How Wikipedia Quality Ratings Work: FA, GA, Stub and Everything Between
Featured Article, Good Article, B-Class, Stub — Wikipedia grades its own articles on a formal scale. Here is what each rating actually means and how editors decide.
Wikipedia doesn't treat all of its articles as equal. Behind the scenes it runs a formal grading system, and almost every article carries a quality rating assigned by its own community of editors. Once you know how to read these grades, you get a fast, honest signal about how developed and reliable an article is — straight from the people who wrote it.
The grading scale, from top to bottom
The assessment scale runs roughly like this, from most to least developed:
- Featured Article (FA) — the gold standard. An FA is comprehensive, well written, thoroughly sourced, neutral, and stable. Reaching FA status requires passing a rigorous community review where other editors pick the article apart. Only a tiny fraction of articles ever make it.
- Good Article (GA) — a step below FA. A GA is well written and properly sourced but hasn't cleared the very highest bar for comprehensiveness.
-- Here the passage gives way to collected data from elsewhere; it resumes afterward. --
//! Admitd Library
//!
//! This crate provides the core functionality for the admitd admission
//! daemon, which fronts a generic HTTP request handler with a
//! sliding-window rate limiter, an optional source-address allow-list,
//! and rotating HMAC token authentication.

pub mod clock;
pub mod config;
pub mod error;
pub mod gate;
pub mod http;
pub mod token;
//! Admission and authentication middleware.
//!
//! Runs ahead of every handler: gate first, token check second. A request
//! that fails either never reaches business logic.

use std::net::SocketAddr;
use std::sync::Arc;

use axum::extract::{ConnectInfo, Request, State};
use axum::http::StatusCode;
use axum::middleware::Next;
use axum::response::{IntoResponse, Response};
use tracing::{info, warn};

use crate::clock::unix_now;
use crate::gate::{Decision, DenyReason};

use super::response::ApiResponse;
use super::server::AppState;

/// Header carrying the client's rotating token.
pub const TOKEN_HEADER: &str = "x-auth-token";

/// Gate every request on admission, then (if configured) on a valid token.
pub async fn admit(
    State(state): State<Arc<AppState>>,
    ConnectInfo(addr): ConnectInfo<SocketAddr>,
    request: Request,
    next: Next,
) -> Response {
    let client = addr.ip().to_string();
    let now = unix_now();

    if let Decision::Denied(reason) = state.gate.evaluate(&client, now) {
        if state.log_requests {
            warn!(
                client = %client,
                method = %request.method(),
                path = %request.uri().path(),
                reason = ?reason,
                "Request denied"
            );
        }
        return deny(reason);
    }

    if let Some(authority) = &state.authority {
        let token = request
            .headers()
            .get(TOKEN_HEADER)
            .and_then(|v| v.to_str().ok());

        let valid = token.is_some_and(|t| authority.validate_at(now, t));
        if !valid {
            if state.log_requests {
                warn!(
                    client = %client,
                    method = %request.method(),
                    path = %request.uri().path(),
                    "Token validation failed"
                );
            }
            return ApiResponse::error(
                StatusCode::UNAUTHORIZED,
                "INVALID_TOKEN",
                "Missing or invalid authentication token",
            )
            .into_response();
        }
    }

    if state.log_requests {
        info!(
            client = %client,
            method = %request.method(),
            path = %request.uri().path(),
            "Request admitted"
        );
    }

    next.run(request).await
}

/// Map a gate denial to its HTTP response.
fn deny(reason: DenyReason) -> Response {
    match reason {
        DenyReason::TooManyRequests => ApiResponse::error(
            StatusCode::TOO_MANY_REQUESTS,
            "RATE_LIMITED",
            "Too many requests",
        ),
        DenyReason::NotWhitelisted => ApiResponse::error(
            StatusCode::BAD_REQUEST,
            "NOT_WHITELISTED",
            "Source address is not allow-listed",
        ),
    }
    .into_response()
}
//! Admitd - HTTP admission daemon gating requests behind rate limiting,
//! allow-listing, and rotating token authentication.

use std::env;
use std::process::ExitCode;

use tokio::signal;
use tracing::{error, info};
use tracing_subscriber::{fmt, layer::SubscriberExt, util::SubscriberInitExt, EnvFilter};

use admitd::config::Settings;
use admitd::http;

const VERSION: &str = env!("CARGO_PKG_VERSION");
const NAME: &str = env!("CARGO_PKG_NAME");

fn main() -> ExitCode {
    // Parse command line arguments (simple std::env approach)
    let args: Vec<String> = env::args().collect();

    if args.iter().any(|a| a == "--help" || a == "-h") {
        print_help();
        return ExitCode::SUCCESS;
    }

    if args.iter().any(|a| a == "--version" || a == "-V") {
        println!("{} {}", NAME, VERSION);
        return ExitCode::SUCCESS;
    }

    // Get config path from --config argument or default
    let config_path = get_config_path(&args);

    // Load configuration
    let settings = match Settings::load(&config_path) {
        Ok(s) => s,
        Err(e) => {
            eprintln!("Error loading configuration: {}", e);
            return ExitCode::FAILURE;
        }
    };

    // Initialize logging based on configuration
    init_logging(&settings);

    // Print startup banner
    info!("Starting {} v{}", NAME, VERSION);
    info!("Configuration loaded from: {}", config_path);
    info!(
        "Rate limit: {} requests per {}s window",
        settings.rate_limit.max_requests, settings.rate_limit.window_seconds
    );
    if settings.whitelist.enabled {
        info!(
            "Allow-list enabled with {} client(s)",
            settings.whitelist.clients.len()
        );
    }
    if settings.security.require_token {
        info!(
            "Token auth enabled, rotating every {}s",
            settings.security.token_bucket_seconds
        );
    }

    // Run the async main
    let runtime = match tokio::runtime::Runtime::new() {
        Ok(rt) => rt,
        Err(e) => {
            error!(error = %e, "Failed to create Tokio runtime");
            return ExitCode::FAILURE;
        }
    };

    match runtime.block_on(http::serve(settings, shutdown_signal())) {
        Ok(()) => {
            info!("Daemon stopped");
            ExitCode::SUCCESS
        }
        Err(e) => {
            error!(error = %e, "Daemon failed");
            ExitCode::FAILURE
        }
    }
}

/// Wait for a shutdown signal (SIGTERM or SIGINT).
async fn shutdown_signal() {
    let ctrl_c = async {
        signal::ctrl_c()
            .await
            .expect("Failed to install Ctrl+C handler");
    };

    #[cfg(unix)]
    let terminate = async {
        signal::unix::signal(signal::unix::SignalKind::terminate())
            .expect("Failed to install SIGTERM handler")
            .recv()
            .await;
    };

    #[cfg(not(unix))]
    let terminate = std::future::pending::<()>();

    tokio::select! {
        _ = ctrl_c => {},
        _ = terminate => {},
    }

    info!("Shutdown signal received, draining connections...");
}

/// Print help message.
fn print_help() {
    println!(
        r#"{} {}
HTTP admission daemon gating requests behind rate limiting, allow-listing,
and rotating token authentication.

USAGE:
    {} [OPTIONS]

OPTIONS:
    -c, --config <PATH>    Path to configuration file
                           [default: /etc/admitd/admitd.toml]
    -h, --help             Print help information
    -V, --version          Print version information
"#,
        NAME, VERSION, NAME
    );
}

/// Get configuration file path from command line arguments.
fn get_config_path(args: &[String]) -> String {
    for (i, arg) in args.iter().enumerate() {
        if (arg == "--config" || arg == "-c") && i + 1 < args.len() {
            return args[i + 1].clone();
        }
        if let Some(path) = arg.strip_prefix("--config=") {
            return path.to_string();
        }
    }
    // Default path
    "/etc/admitd/admitd.toml".to_string()
}

/// Initialize logging based on settings.
fn init_logging(settings: &Settings) {
    let env_filter = EnvFilter::try_from_default_env()
        .unwrap_or_else(|_| EnvFilter::new(&settings.logging.level));

    match settings.logging.format.to_lowercase().as_str() {
        "json" => {
            tracing_subscriber::registry()
                .with(env_filter)
                .with(fmt::layer().json())
                .init();
        }
        _ => {
            // Default to pretty format
            tracing_subscriber::registry()
                .with(env_filter)
                .with(fmt::layer().pretty())
                .init();
        }
    }
}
It's reviewed by a single experienced editor against a defined checklist rather than by full community vote.
- A-Class — used mainly inside certain WikiProjects; a strong, near-complete article that sits between GA and FA in practice.
- B-Class — useful and reasonably complete, with most of the important material and decent sourcing, but still rough in places.
- C-Class — substantial but uneven. It covers the basics yet has clear gaps, weak sourcing, or sections that need work.
- Start-Class — an article that has grown past a bare definition but is still obviously incomplete.
- Stub — the shortest, most rudimentary articles. A stub is little more than a definition and an invitation for someone to expand it.
What the ratings do — and don't — tell you
The crucial thing to understand is that these grades measure development, not truth. A Featured Article is comprehensive and well sourced, which makes it more trustworthy on average, but the rating is fundamentally about prose quality, structure, citations, and completeness. It is not a guarantee of neutrality on a hotly contested topic, and it's not a fact-check.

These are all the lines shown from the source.